**SUPPLIED RECORDS**.

---------------

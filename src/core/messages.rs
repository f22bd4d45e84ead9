//! Loading and storing locale message files.
//!
//! A message file holds a flat JSON object of `key -> {"message": ...}`
//! entries. Files are always written in one canonical form: keys sorted at
//! every level, 4-space indentation, non-ASCII text kept literal and a
//! trailing newline.

use std::{fmt, fs, path::Path};

use anyhow::{Context, Result};
use serde::Serialize;
use serde_json::{Map, Serializer, Value, ser::PrettyFormatter};

/// The in-memory content of one locale file.
pub type Messages = Map<String, Value>;

const INDENT: &[u8] = b"    ";

/// A message file that could not be decoded and was treated as empty.
#[derive(Debug, Clone, PartialEq, Eq)]
pub struct MessageLoadWarning {
    pub file_path: String,
    pub error: String,
}

impl fmt::Display for MessageLoadWarning {
    fn fmt(&self, f: &mut fmt::Formatter<'_>) -> fmt::Result {
        write!(
            f,
            "Error decoding JSON in file: {} ({})",
            self.file_path, self.error
        )
    }
}

#[derive(Debug, Default)]
pub struct LoadedMessages {
    pub messages: Messages,
    pub warning: Option<MessageLoadWarning>,
}

/// Load the JSON object stored at `path`.
///
/// Content that is not a JSON object yields an empty object together with
/// a [`MessageLoadWarning`]. Read failures are returned as errors.
pub fn load_messages(path: &Path) -> Result<LoadedMessages> {
    let content = fs::read_to_string(path)
        .with_context(|| format!("Failed to read file: {}", path.display()))?;

    let error = match serde_json::from_str::<Value>(&content) {
        Ok(Value::Object(messages)) => {
            return Ok(LoadedMessages {
                messages,
                warning: None,
            });
        }
        Ok(_) => "root of JSON file must be an object".to_string(),
        Err(e) => e.to_string(),
    };

    Ok(LoadedMessages {
        messages: Messages::new(),
        warning: Some(MessageLoadWarning {
            file_path: path.display().to_string(),
            error,
        }),
    })
}

/// Overwrite `path` with the canonical serialization of `messages`.
///
/// Missing parent directories are created.
pub fn store_messages(messages: &Messages, path: &Path) -> Result<()> {
    if let Some(parent) = path.parent()
        && !parent.as_os_str().is_empty()
    {
        fs::create_dir_all(parent)
            .with_context(|| format!("Failed to create directory: {}", parent.display()))?;
    }

    let content = to_canonical_json(messages)?;
    fs::write(path, content).with_context(|| format!("Failed to write file: {}", path.display()))
}

/// Serialize `messages` with sorted keys and 4-space indentation.
pub fn to_canonical_json(messages: &Messages) -> Result<String> {
    let sorted = sort_keys(&Value::Object(messages.clone()));

    let mut buf = Vec::new();
    let mut serializer = Serializer::with_formatter(&mut buf, PrettyFormatter::with_indent(INDENT));
    sorted
        .serialize(&mut serializer)
        .context("Failed to serialize JSON")?;

    let mut content = String::from_utf8(buf).context("Serialized JSON is not valid UTF-8")?;
    content.push('\n');
    Ok(content)
}

/// Rebuild `value` with object keys in lexicographic order at every level.
fn sort_keys(value: &Value) -> Value {
    match value {
        Value::Object(map) => {
            let mut entries: Vec<(&String, &Value)> = map.iter().collect();
            entries.sort_by(|a, b| a.0.cmp(b.0));
            Value::Object(
                entries
                    .into_iter()
                    .map(|(k, v)| (k.clone(), sort_keys(v)))
                    .collect(),
            )
        }
        Value::Array(items) => Value::Array(items.iter().map(sort_keys).collect()),
        other => other.clone(),
    }
}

---------------

**ASSIGNED TASK**. Which lines in the data above contain "collect"? Show each one.

**ANSWER TO THE EXERCISE**.
            let mut entries: Vec<(&String, &Value)> = map.iter().collect();
                    .collect(),
        Value::Array(items) => Value::Array(items.iter().map(sort_keys).collect()),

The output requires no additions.